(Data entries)
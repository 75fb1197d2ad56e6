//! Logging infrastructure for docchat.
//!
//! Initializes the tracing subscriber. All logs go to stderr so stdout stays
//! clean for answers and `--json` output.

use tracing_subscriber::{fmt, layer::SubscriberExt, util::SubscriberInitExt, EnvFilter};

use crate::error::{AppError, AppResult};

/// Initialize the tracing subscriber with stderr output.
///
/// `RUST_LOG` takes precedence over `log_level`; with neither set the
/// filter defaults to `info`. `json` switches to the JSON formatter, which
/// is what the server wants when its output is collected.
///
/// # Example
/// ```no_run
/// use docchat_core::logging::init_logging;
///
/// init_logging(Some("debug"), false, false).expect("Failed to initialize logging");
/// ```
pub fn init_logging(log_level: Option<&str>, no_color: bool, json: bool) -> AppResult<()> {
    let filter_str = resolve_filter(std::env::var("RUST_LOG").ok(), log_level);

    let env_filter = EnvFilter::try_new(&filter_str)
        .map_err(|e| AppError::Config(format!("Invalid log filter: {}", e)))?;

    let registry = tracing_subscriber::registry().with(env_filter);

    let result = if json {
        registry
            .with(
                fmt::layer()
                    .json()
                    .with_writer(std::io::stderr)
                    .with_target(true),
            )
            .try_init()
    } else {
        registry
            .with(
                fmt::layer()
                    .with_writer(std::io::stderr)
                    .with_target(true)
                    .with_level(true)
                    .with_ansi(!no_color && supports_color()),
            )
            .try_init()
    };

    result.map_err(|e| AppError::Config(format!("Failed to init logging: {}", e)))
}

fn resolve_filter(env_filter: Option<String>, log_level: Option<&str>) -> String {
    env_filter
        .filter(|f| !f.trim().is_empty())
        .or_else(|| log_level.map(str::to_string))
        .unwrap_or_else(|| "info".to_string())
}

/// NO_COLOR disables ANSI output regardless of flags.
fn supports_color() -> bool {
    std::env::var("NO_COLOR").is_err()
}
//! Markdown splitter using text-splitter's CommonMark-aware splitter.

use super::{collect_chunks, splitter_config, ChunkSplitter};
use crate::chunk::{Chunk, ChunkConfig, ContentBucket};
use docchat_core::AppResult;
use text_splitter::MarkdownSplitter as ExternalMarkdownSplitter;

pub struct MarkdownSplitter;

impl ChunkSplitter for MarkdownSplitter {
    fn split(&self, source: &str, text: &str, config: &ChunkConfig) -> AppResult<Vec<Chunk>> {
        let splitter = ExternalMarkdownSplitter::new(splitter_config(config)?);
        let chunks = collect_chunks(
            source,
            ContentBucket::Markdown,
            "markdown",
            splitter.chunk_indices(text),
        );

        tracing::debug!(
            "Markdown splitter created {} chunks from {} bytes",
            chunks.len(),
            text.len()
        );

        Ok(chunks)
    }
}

==

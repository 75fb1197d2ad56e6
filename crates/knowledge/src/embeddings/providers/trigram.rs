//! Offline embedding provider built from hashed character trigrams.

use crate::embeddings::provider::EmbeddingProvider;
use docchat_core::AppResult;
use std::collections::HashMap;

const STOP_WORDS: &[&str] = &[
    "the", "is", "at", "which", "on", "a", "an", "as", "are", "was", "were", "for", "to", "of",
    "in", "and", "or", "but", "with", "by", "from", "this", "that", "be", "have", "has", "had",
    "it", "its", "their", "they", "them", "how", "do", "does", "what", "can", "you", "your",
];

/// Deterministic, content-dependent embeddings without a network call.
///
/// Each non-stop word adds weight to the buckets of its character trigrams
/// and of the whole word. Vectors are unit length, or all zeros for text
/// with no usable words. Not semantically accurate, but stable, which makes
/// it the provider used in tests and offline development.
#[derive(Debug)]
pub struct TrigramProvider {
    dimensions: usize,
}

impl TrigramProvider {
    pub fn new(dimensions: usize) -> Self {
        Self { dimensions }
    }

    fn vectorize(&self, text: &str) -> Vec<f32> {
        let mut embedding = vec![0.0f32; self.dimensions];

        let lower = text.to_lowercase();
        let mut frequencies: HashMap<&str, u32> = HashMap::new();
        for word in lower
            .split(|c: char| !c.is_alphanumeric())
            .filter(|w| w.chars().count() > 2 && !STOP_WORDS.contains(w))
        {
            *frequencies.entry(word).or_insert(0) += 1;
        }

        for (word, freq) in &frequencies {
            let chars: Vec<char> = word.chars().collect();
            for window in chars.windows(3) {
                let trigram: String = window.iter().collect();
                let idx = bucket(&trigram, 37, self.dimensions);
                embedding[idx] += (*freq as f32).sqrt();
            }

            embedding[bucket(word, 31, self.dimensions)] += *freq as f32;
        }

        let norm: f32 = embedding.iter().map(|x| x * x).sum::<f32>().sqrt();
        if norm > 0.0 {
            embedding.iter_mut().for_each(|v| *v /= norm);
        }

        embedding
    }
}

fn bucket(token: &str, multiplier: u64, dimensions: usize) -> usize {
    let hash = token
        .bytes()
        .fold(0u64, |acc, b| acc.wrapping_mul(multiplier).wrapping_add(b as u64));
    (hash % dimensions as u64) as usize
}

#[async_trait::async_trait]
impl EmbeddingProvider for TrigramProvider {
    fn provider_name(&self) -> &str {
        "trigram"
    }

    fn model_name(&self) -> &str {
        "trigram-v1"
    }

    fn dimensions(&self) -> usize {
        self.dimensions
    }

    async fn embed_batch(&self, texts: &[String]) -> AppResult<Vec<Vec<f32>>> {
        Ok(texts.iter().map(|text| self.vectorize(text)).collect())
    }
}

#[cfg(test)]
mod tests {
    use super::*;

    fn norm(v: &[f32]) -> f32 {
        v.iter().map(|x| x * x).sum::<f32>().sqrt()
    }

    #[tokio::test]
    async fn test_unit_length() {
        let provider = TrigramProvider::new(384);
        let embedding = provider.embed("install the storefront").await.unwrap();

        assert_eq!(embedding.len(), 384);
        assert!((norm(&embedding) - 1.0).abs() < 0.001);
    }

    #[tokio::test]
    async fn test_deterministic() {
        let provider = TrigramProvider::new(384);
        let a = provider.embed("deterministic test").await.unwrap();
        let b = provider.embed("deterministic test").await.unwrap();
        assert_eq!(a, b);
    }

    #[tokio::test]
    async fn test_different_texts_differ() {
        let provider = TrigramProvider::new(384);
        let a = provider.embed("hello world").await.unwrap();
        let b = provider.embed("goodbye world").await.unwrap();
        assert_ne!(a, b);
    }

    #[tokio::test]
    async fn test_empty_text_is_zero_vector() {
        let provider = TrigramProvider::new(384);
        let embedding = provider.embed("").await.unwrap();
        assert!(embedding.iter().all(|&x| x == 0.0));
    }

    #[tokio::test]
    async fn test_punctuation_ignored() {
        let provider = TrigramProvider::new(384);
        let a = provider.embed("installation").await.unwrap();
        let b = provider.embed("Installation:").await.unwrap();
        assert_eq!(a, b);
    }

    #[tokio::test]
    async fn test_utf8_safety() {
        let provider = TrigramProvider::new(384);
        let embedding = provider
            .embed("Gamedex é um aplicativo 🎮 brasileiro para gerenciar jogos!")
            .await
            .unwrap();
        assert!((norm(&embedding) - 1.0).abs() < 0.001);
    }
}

* * *

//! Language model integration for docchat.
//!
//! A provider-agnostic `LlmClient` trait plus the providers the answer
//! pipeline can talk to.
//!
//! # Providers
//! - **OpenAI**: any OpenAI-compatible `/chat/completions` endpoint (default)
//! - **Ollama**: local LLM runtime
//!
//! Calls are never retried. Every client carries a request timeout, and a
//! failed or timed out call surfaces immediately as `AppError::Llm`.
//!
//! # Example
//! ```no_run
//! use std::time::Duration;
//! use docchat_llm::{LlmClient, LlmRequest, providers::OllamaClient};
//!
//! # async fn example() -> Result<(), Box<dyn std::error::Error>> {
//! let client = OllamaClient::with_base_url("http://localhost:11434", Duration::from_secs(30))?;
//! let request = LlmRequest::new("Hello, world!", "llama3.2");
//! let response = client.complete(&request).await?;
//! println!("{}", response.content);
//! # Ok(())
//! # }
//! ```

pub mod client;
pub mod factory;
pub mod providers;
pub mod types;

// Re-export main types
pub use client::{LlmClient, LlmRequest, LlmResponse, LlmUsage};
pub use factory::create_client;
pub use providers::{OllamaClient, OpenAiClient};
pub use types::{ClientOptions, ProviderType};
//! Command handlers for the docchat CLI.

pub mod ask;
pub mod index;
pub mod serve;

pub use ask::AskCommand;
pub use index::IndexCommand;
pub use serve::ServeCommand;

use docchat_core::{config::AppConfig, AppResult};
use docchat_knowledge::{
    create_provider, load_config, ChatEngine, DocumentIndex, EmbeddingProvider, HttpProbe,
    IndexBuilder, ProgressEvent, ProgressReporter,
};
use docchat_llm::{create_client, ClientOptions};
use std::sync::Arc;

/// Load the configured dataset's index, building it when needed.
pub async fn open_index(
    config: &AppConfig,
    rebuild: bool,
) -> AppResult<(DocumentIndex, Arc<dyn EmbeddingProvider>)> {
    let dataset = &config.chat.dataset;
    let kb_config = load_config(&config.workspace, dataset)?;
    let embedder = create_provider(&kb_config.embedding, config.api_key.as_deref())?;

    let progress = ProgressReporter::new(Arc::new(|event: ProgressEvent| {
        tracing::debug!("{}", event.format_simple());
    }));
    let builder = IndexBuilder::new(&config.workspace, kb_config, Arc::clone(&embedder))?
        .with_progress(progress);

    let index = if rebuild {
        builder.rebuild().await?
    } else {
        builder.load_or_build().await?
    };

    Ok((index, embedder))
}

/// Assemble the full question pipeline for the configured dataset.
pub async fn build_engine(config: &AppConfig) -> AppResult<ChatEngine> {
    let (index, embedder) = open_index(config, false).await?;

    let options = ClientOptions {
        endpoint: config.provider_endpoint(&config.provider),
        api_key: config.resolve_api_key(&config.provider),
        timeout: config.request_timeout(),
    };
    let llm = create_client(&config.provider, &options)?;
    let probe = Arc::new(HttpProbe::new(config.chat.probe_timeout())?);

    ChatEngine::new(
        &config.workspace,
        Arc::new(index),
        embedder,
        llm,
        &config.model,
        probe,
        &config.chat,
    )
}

» Exercise goal:
From the records above, print only the lines between the one holding "a network call." and the one holding "let mut embedding", inclusive, exactly as they stand.

» Result for this task:
/// Deterministic, content-dependent embeddings without a network call.
///
/// Each non-stop word adds weight to the buckets of its character trigrams
/// and of the whole word. Vectors are unit length, or all zeros for text
/// with no usable words. Not semantically accurate, but stable, which makes
/// it the provider used in tests and offline development.
#[derive(Debug)]
pub struct TrigramProvider {
    dimensions: usize,
}

impl TrigramProvider {
    pub fn new(dimensions: usize) -> Self {
        Self { dimensions }
    }

    fn vectorize(&self, text: &str) -> Vec<f32> {
        let mut embedding = vec![0.0f32; self.dimensions];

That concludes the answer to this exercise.